Broken glass in an abandoned building
The graffiti reads “The cities are death traps.”
One of the many abandoned buildings, 2020
Deeper within the building
I dared not plumb too deep lest I get lost or trapped, but for a few hours, I took random photographs and took in all the wonder. But I noted that the next time I went back, it would be more purposeful. It took two years before I could properly plan my last expedition to Cementland. This was not going to be exploratory. This was going to be an informal survey, a careful digital notation.
February 21, 2022, I journeyed to my basecamp that was the Missouri North Riverfront Park, the ideal location to start exploring the southern part of Cementland. This time, the entrance was worn, clear with tire treads. It didn’t register at the time, but the cement fence markers were nowhere to be found. It seemed sparser, which was probably the first sign that the times were actively changing, especially considering most the ground was still soft and muddy from a storm that happened the day prior.
Cementland, 2022. Note the lack of mechanical arms
Even with hiking boots, some of the terrain was too treacherous to traverse safely, and my planned expedition to fully capture the place was stymied by the weather and odd construction sounds.

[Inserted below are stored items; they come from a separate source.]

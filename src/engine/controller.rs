//! Automation loop controller.
//!
//! Two independent timer loops (price refresh, auto-buy), each a two-state
//! machine flipped only by its own toggle. Disabling a loop stops future
//! ticks; a tick already running completes.

use async_trait::async_trait;
use serde::{Deserialize, Serialize};
use std::sync::Arc;
use std::time::Duration;
use tokio::sync::oneshot;
use tokio::task::JoinHandle;
use tokio::time::{self, Instant, MissedTickBehavior};
use tracing::{debug, info};

use crate::panel::ControlPanel;

// ---------------------------------------------------------------------------
// Loop identity and phase
// ---------------------------------------------------------------------------

#[derive(Debug, Clone, Copy, PartialEq, Eq, Hash, Serialize, Deserialize)]
#[serde(rename_all = "kebab-case")]
pub enum LoopKind {
    PriceRefresh,
    AutoBuy,
}

impl LoopKind {
    fn title(&self) -> &'static str {
        match self {
            LoopKind::PriceRefresh => "Toggle Prices Update",
            LoopKind::AutoBuy => "Toggle Auto Buy",
        }
    }

    /// Toggle label for a phase, e.g. `Toggle Auto Buy (ON)`.
    pub fn label(&self, phase: LoopPhase) -> String {
        format!("{} ({})", self.title(), phase.flag())
    }
}

impl std::fmt::Display for LoopKind {
    fn fmt(&self, f: &mut std::fmt::Formatter<'_>) -> std::fmt::Result {
        match self {
            LoopKind::PriceRefresh => write!(f, "price-refresh"),
            LoopKind::AutoBuy => write!(f, "auto-buy"),
        }
    }
}

#[derive(Debug, Clone, Copy, PartialEq, Eq, Serialize)]
#[serde(rename_all = "lowercase")]
pub enum LoopPhase {
    Disabled,
    Enabled,
}

impl LoopPhase {
    pub fn flag(&self) -> &'static str {
        match self {
            LoopPhase::Disabled => "OFF",
            LoopPhase::Enabled => "ON",
        }
    }

    pub fn flipped(self) -> Self {
        match self {
            LoopPhase::Disabled => LoopPhase::Enabled,
            LoopPhase::Enabled => LoopPhase::Disabled,
        }
    }
}

// ---------------------------------------------------------------------------
// Tick action
// ---------------------------------------------------------------------------

/// Work performed on every firing of a loop. Failures are handled inside
/// the action; they never reach the timer.
#[async_trait]
pub trait TickAction: Send + Sync {
    async fn tick(&self);
}

// ---------------------------------------------------------------------------
// Timer
// ---------------------------------------------------------------------------

const MIN_PERIOD: Duration = Duration::from_millis(1);

/// A running loop timer.
pub struct TimerHandle {
    stop: oneshot::Sender<()>,
    task: JoinHandle<()>,
}

impl TimerHandle {
    /// Start firing `action` every `period`, first firing after one period.
    /// A zero period is raised to one millisecond.
    pub fn spawn(kind: LoopKind, period: Duration, action: Arc<dyn TickAction>) -> Self {
        let period = period.max(MIN_PERIOD);
        let (stop, mut stopped) = oneshot::channel::<()>();
        let task = tokio::spawn(async move {
            let mut ticker = time::interval_at(Instant::now() + period, period);
            ticker.set_missed_tick_behavior(MissedTickBehavior::Delay);
            loop {
                tokio::select! {
                    biased;
                    _ = &mut stopped => break,
                    _ = ticker.tick() => {
                        debug!(%kind, "Tick");
                        action.tick().await;
                    }
                }
            }
            debug!(%kind, "Timer stopped");
        });
        Self { stop, task }
    }

    /// Signal the timer to stop. Returns the task so callers may wait for
    /// an in-flight tick to finish.
    pub fn cancel(self) -> JoinHandle<()> {
        drop(self.stop);
        self.task
    }
}

// ---------------------------------------------------------------------------
// Loop state
// ---------------------------------------------------------------------------

/// Enable flag plus the timer it owns. `enabled` holds iff a timer is stored.
pub struct LoopState {
    enabled: bool,
    timer: Option<TimerHandle>,
}

impl LoopState {
    pub fn disabled() -> Self {
        Self {
            enabled: false,
            timer: None,
        }
    }

    pub fn phase(&self) -> LoopPhase {
        if self.enabled {
            LoopPhase::Enabled
        } else {
            LoopPhase::Disabled
        }
    }

    /// Flip the state. `start` is only called on `Disabled → Enabled`.
    /// On `Enabled → Disabled` the cancelled timer task is returned.
    pub fn toggled(self, start: impl FnOnce() -> TimerHandle) -> (Self, Option<JoinHandle<()>>) {
        match self.timer {
            Some(timer) => (LoopState::disabled(), Some(timer.cancel())),
            None => (
                LoopState {
                    enabled: true,
                    timer: Some(start()),
                },
                None,
            ),
        }
    }
}

// ---------------------------------------------------------------------------
// Controller
// ---------------------------------------------------------------------------

struct ManagedLoop {
    kind: LoopKind,
    period: Duration,
    action: Arc<dyn TickAction>,
    state: LoopState,
}

impl ManagedLoop {
    fn new(kind: LoopKind, period: Duration, action: Arc<dyn TickAction>) -> Self {
        Self {
            kind,
            period,
            action,
            state: LoopState::disabled(),
        }
    }

    fn toggle(&mut self) -> Option<JoinHandle<()>> {
        let current = std::mem::replace(&mut self.state, LoopState::disabled());
        let (kind, period, action) = (self.kind, self.period, self.action.clone());
        let (next, stopped) = current.toggled(|| TimerHandle::spawn(kind, period, action));
        self.state = next;
        stopped
    }
}

/// Owns both loops. The only way to change a loop's state is `toggle`.
pub struct AutomationController {
    panel: Arc<ControlPanel>,
    price_refresh: ManagedLoop,
    auto_buy: ManagedLoop,
}

impl AutomationController {
    pub fn new(
        panel: Arc<ControlPanel>,
        price_refresh: (Duration, Arc<dyn TickAction>),
        auto_buy: (Duration, Arc<dyn TickAction>),
    ) -> Self {
        Self {
            panel,
            price_refresh: ManagedLoop::new(
                LoopKind::PriceRefresh,
                price_refresh.0,
                price_refresh.1,
            ),
            auto_buy: ManagedLoop::new(LoopKind::AutoBuy, auto_buy.0, auto_buy.1),
        }
    }

    fn managed(&mut self, kind: LoopKind) -> &mut ManagedLoop {
        match kind {
            LoopKind::PriceRefresh => &mut self.price_refresh,
            LoopKind::AutoBuy => &mut self.auto_buy,
        }
    }

    pub fn phase(&self, kind: LoopKind) -> LoopPhase {
        match kind {
            LoopKind::PriceRefresh => self.price_refresh.state.phase(),
            LoopKind::AutoBuy => self.auto_buy.state.phase(),
        }
    }

    /// Flip one loop and update its toggle label. Returns the new phase.
    pub async fn toggle(&mut self, kind: LoopKind) -> LoopPhase {
        let managed = self.managed(kind);
        managed.toggle();
        let phase = managed.state.phase();
        let period_ms = managed.period.as_millis() as u64;

        self.panel.set_toggle_label(kind, phase).await;
        info!(%kind, phase = phase.flag(), period_ms, "Loop toggled");
        phase
    }

    /// Disable both loops and wait for any in-flight tick to finish.
    pub async fn shutdown(&mut self) {
        for kind in [LoopKind::PriceRefresh, LoopKind::AutoBuy] {
            if self.phase(kind) == LoopPhase::Enabled {
                if let Some(task) = self.managed(kind).toggle() {
                    let _ = task.await;
                }
                self.panel.set_toggle_label(kind, LoopPhase::Disabled).await;
            }
        }
        info!("Automation loops stopped");
    }
}

// ---------------------------------------------------------------------------
// Tests
// ---------------------------------------------------------------------------
//! Threshold rules.
//!
//! Pure, deterministic predicates deciding whether a commodity is worth
//! selling or buying at the current rate. Any non-positive price or
//! non-finite input yields "no" rather than an error.

use crate::types::{Classification, Observation, Thresholds};

/// Stock buffer subtracted before the reserve check, per unit of price.
pub const SELL_BUFFER: f64 = 1.2;

/// Headroom added to stock before the capacity check, per unit of price.
pub const BUY_BUFFER: f64 = 0.9;

fn usable(values: &[f64]) -> bool {
    values.iter().all(|v| v.is_finite())
}

/// `price < sell_threshold` and stock minus the sell buffer stays above
/// the reserve.
pub fn is_sellable(price: f64, stock: f64, sell_threshold: f64, keep_resources: f64) -> bool {
    if price <= 0.0 || !usable(&[price, stock, sell_threshold, keep_resources]) {
        return false;
    }
    price < sell_threshold && (stock - price * SELL_BUFFER) > keep_resources
}

/// Number of sell operations that leave stock above the buffer.
///
/// Returns 0 for a non-positive price or when nothing is left after the
/// buffer. Only meaningful when [`is_sellable`] holds.
pub fn sellable_quantity(price: f64, stock: f64) -> u64 {
    if price <= 0.0 || !usable(&[price, stock]) {
        return 0;
    }
    let times = ((stock - price * SELL_BUFFER) / price).floor();
    if times <= 0.0 {
        0
    } else {
        times as u64
    }
}

/// `price > buy_threshold` and a purchase would not overflow storage.
pub fn is_buyable(price: f64, stock: f64, buy_threshold: f64, max_capacity: f64) -> bool {
    if price <= 0.0 || !usable(&[price, stock, buy_threshold, max_capacity]) {
        return false;
    }
    price > buy_threshold && (stock + price * BUY_BUFFER) < max_capacity
}

/// Cap a quantity by the merchants available to carry it.
pub fn bounded_quantity(quantity: u64, available_merchants: u64) -> u64 {
    quantity.min(available_merchants)
}

/// Classify one observation against the thresholds.
pub fn classify(
    observation: &Observation,
    thresholds: &Thresholds,
    capacity: f64,
    available_merchants: u64,
) -> Classification {
    let Observation { price, stock, .. } = *observation;

    let sellable = is_sellable(price, stock, thresholds.sell_threshold, thresholds.keep_resources);
    let sell_quantity = if sellable { sellable_quantity(price, stock) } else { 0 };

    Classification {
        sellable,
        sell_quantity,
        bounded_quantity: bounded_quantity(sell_quantity, available_merchants),
        buyable: is_buyable(price, stock, thresholds.buy_threshold, capacity),
    }
}

// ---------------------------------------------------------------------------
// Tests
// ---------------------------------------------------------------------------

While I managed to recapture some pictures I had taken two years prior that had given me a brief lay of the land, it was not nearly to the scope I hoped.
– Cementland, 2022
“Thank you Bob Cassily for creating one of the best mysteries on earth.”
As I headed into the heart, the largest building, I found evidence of machinery tracks, I made a point to leave, but not before walking the outskirts. I discovered the site formerly known as Cementland was in fact surrounded by live factories. Places that were actively doing something with their large concrete structures. It made sense that this prime piece of riverside real estate had value as a place of industry, but maybe the optimist wanted to see the Cassily estate follow through on the vision. Hell, maybe I wanted to follow through. But I wanted to document the passage of time. I wanted to preserve the “magic” of the place in the hopes of one day spurring more to see it from themselves, but that part was not fated to be.
It was a random day in early June this year, that a friend sent me the saddest article from the River Front Times. Barely four months after my venture, it was reported that Cementland was sold for industrial purposes. And that was that. The end of a whole mythological place ended with a news article.
It makes sense, the space is usable and right now is more in squalor. But I don’t think the message is that the promise of magic must eventually sacrificed for the mundane. It’s that the memory of the magic must be preserved and promoted.
A Stone Fixture with the phrase “Safety Follows Wisdom”, an ironic epitaph.
I doubt someone has gone and taken a cement cutter and carved out the more beautiful graffiti and sculptures. The scraps of metal and stone that could have been statues will probably be swept away. The buildings will likely be demolished, including the enigmatic spire at the center of it. Or maybe it won’t. But Cassily left the world with the idea of Cementland. Cassily’s City Museum still offers the same flicker of wonder, and as it turns out there is actually another abandoned Cassily installation in St. Louis by the name of Rootwad Park. We respect a persistent legacy of innovation and imagination.
But still, Cementland, even in myth and memoriam, will always be emblematic of its city. A confluence of creativity and innovation, a cathedral to reinvention and change, a terribly kept secret that those who know about it want to share.